5

Assume I have N lists (vectors) and I want to choose x of them 1<x<[N] (x is not predetermined) so I will get the maximum value of func(lists).

For example:

l1 = [3,4,7,-2]
l2 = [0.5,3,6,2.7]
l3 = [0,5,8,3.6]
mat = [l1, l2, l3]

result = maximize(func, mat)

def func(mat):
    # doing some math between lists. For Example:
    sum_list = list(mat[0])
    for li in mat[1:]:
        sum_list = map(operator.add, sum_list, li)
    accum_min_lst = []
    for i, val in enumerate(sum_list):
        x = sum_list[:i + 1]
        accum_min_lst.append(val - max(x))
    return min(accum_min_lst)

Possible results:

[l1], [l2], [l3], [l1,l2], [l1,l3], [l2,l3], [l1,l2,l3]  

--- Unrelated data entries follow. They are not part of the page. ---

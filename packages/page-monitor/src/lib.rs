//! Web Page Change Detection
//!
//! Re-fetches monitored pages, decides whether their visible text changed
//! since the last observation, and explains the change with an LLM.
//!
//! # Pipeline
//!
//! ```text
//! Target -> UrlValidator -> Fetcher -> readable text -> SHA-256
//!        -> (changed) unified diff + snippet -> Summarizer -> PipelineOutcome
//! ```
//!
//! Failures never escape [`Monitor::check`]; they come back as a failed
//! [`PipelineOutcome`] carrying the error message. Summarizer failures only
//! degrade the summary to [`SUMMARY_UNAVAILABLE`].
//!
//! # Usage
//!
//! ```rust,ignore
//! use page_monitor::{Monitor, MonitorConfig, Target};
//! use page_monitor::stores::MemoryStore;
//!
//! let monitor = Monitor::from_config(&MonitorConfig::from_env()?, MemoryStore::new())?;
//! let outcomes = monitor
//!     .check_all(&[Target::for_url("https://example.com/")])
//!     .await;
//!
//! // Or register links once and check them all
//! monitor.add_link("https://example.com/pricing", Some("Pricing"), None).await?;
//! let outcomes = monitor.check_links().await?;
//! ```
//!
//! # Modules
//!
//! - [`security`] - SSRF validation
//! - [`fetchers`] - HTTP fetcher
//! - [`pipeline`] - Extraction, detection, diffing, summarizing, orchestration
//! - [`stores`] - Check-record and link stores (memory, JSON file)
//! - [`traits`] - Fetcher, chat backend and store abstractions
//! - [`testing`] - Mock fetcher and chat backend

pub mod ai;
pub mod config;
pub mod error;
pub mod fetchers;
pub mod pipeline;
pub mod security;
pub mod stores;
pub mod testing;
pub mod traits;
pub mod types;

pub use config::{FetchConfig, MonitorConfig, SummarizerConfig};
pub use error::{
    ConfigError, ExtractionError, FetchError, LinkError, LinkResult, MonitorError, StoreError,
    SummaryError, ValidationError,
};
pub use fetchers::HttpFetcher;
pub use pipeline::{
    compute_diff, content_hash, extract_readable_text, extract_snippet, has_changed, DiffResult,
    Monitor, ReadableText, Summarizer, SUMMARY_UNAVAILABLE,
};
pub use secrecy::SecretString;
pub use security::UrlValidator;
pub use traits::{
    fetcher::{Fetcher, RawPage},
    llm::ChatBackend,
    store::{LinkInsert, LinkStore, SnapshotStore, MAX_CHECKS_PER_TARGET, MAX_LINKS},
};
pub use types::{
    CheckRecord, CheckStatus, Link, LinkStatus, PipelineOutcome, ServiceHealth, Snapshot,
    StatusReport, Target, BASELINE_SUMMARY,
};
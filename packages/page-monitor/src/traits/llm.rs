//! Chat completion backend used by the summarizer.

use async_trait::async_trait;
use openrouter_client::{ChatRequest, OpenRouterError};

/// A chat completion endpoint.
///
/// `Ok(None)` means the backend answered without content. The summarizer
/// treats that as a retryable failure. `Err(OpenRouterError::Config(_))` is
/// never retried.
#[async_trait]
pub trait ChatBackend: Send + Sync {
    async fn complete(&self, request: &ChatRequest) -> Result<Option<String>, OpenRouterError>;
}
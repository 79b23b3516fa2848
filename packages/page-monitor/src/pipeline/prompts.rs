//! LLM prompts for change summaries.
//!
//! The system prompt keeps the model grounded in the literal diff; a summary
//! that invents claims about a page is worse than no summary.

use std::borrow::Cow;

/// System instruction for change summaries.
pub const SYSTEM_PROMPT: &str = r#"You are a precise analyst of webpage changes.
You will receive a unified diff of the visible text of a webpage.

RULES:
1. Describe ONLY content that is explicitly added (lines starting with +) or removed (lines starting with -).
2. Do not infer visual design, layout, styling or intent unless the changed text states it literally.
3. Do not invent file names, page sections or structure that do not appear as text in the diff.
4. Describe technical metadata changes (tags, identifiers, timestamps) neutrally as "metadata updates".
5. Respond in 2-4 plain, professional sentences."#;

/// Prompt for the health check.
pub const HEALTH_PROMPT: &str = "Hi";

/// User message carrying the target URL and its (truncated) diff.
pub fn user_prompt(url: &str, diff: &str) -> String {
    format!("URL: {}\n\nDiff:\n{}", url, diff)
}

/// Marker inserted where the middle of an oversized diff was dropped.
pub fn truncation_marker(omitted: usize) -> String {
    format!("\n\n... [diff truncated — {} characters omitted] ...\n\n", omitted)
}

/// Cut a diff to `max_chars` characters, keeping the first and last halves
/// verbatim around a [`truncation_marker`].
pub fn truncate_diff(diff: &str, max_chars: usize) -> Cow<'_, str> {
    let total = diff.chars().count();
    if total <= max_chars {
        return Cow::Borrowed(diff);
    }

    let half = max_chars / 2;
    let head_end = byte_offset(diff, half);
    let tail_start = byte_offset(diff, total - half);

    Cow::Owned(format!(
        "{}{}{}",
        &diff[..head_end],
        truncation_marker(total - 2 * half),
        &diff[tail_start..]
    ))
}

/// Byte offset of the `n`th character.
fn byte_offset(text: &str, n: usize) -> usize {
    text.char_indices()
        .nth(n)
        .map(|(offset, _)| offset)
        .unwrap_or(text.len())
}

If I'll write a naive solution and just run all the combinations it will take forever 2^N.

I'm trying to find a solution using cvxpy or maybe scipy.optimize.minimize but I find it hard to understand the kind of function I need to use for my problem, thought maybe I should try evolutionary algorithm to find an approximate answer, Or maybe I should use portfolio optimization instead.

ali_m
  • 71,714
  • 23
  • 223
  • 298
Ella Cohen
  • 1,375
  • 1
  • 10
  • 14
  • 2
    If nothing is known about `func()`, it is a combinatorial problem, as you already noted. An example for `func()` would helpful to see if more can be done ... – Dietrich Feb 04 '16 at 22:09
  • 1
    Whatever the nature of `func()`, this is a discrete optimization problem. `scipy.optimize.minimize` is for continuous problems, so it won't be much use here. `cvxpy` might be useful provided that your cost function is actually convex. If it isn't convex then you will need to use some sort of global optimization strategy such as simulated annealing. – ali_m Feb 06 '16 at 03:24
  • Hi @ali_m thank you for answering, I'm not sure if my func is convex or concave, I've seen the [advanced function section](http://www.cvxpy.org/en/latest/tutorial/functions/index.html?highlight=sum_entries) in cvxpy but I think my function is more complicated or maybe a combination of a few functions there. – Ella Cohen Feb 07 '16 at 17:31

2 Answers2

3

I chose to use my own version of Evolutionary algorithm Its just more intuitive for me, plus you can play with the population size, generations and the mutation probability:

from random import choice, random

def stack_overflow_example(self):
    def fitness(trial):
        trial_max = self.func(trial, mat)
        if trial_max > self.best_res:
            self.best_res = trial_max
            return trial_max
        else:
            return -sys.maxint

    def mutate(parent):
        mutation = []
        for p in parent:
            if random() < prob:
                mutation.append(choice([0, 1]))
            else:
                mutation.append(p)
        return mutation

    l1 = [3, 4, 7, -2]
    l2 = [0.5, 3, 6, 2.7]
    l3 = [0, 5, 8, 3.6]
    mat = [l1, l2, l3]

    max_num_of_loops = 1000
    prob = 0.075  # mutation probability
    gen_size = 10  # number of children in each generation
    self.bin_parent = [1] * len(mat)  # first parent all ones
    self.best_res = self.func(self.bin_parent, mat)  # starting point for comparison
    for _ in xrange(max_num_of_loops):
        backup_parent = self.bin_parent
        copies = (mutate(self.bin_parent) for _ in xrange(gen_size))
        self.bin_parent = max(copies, key=fitness)
        res = self.func(self.bin_parent, mat)
        if res >= self.best_res:
            self.best_res = res
            print (">> " + str(res))
        else:
            self.bin_parent = backup_parent
    print("Final result: " + str(self.best_res))
    print("Chosen lists:")
    chosen_lists = self.choose_strategies(self.bin_parent, mat)
    for i, li in enumerate(chosen_lists):
        print(">> list[{}] : values: {}".format(i, li))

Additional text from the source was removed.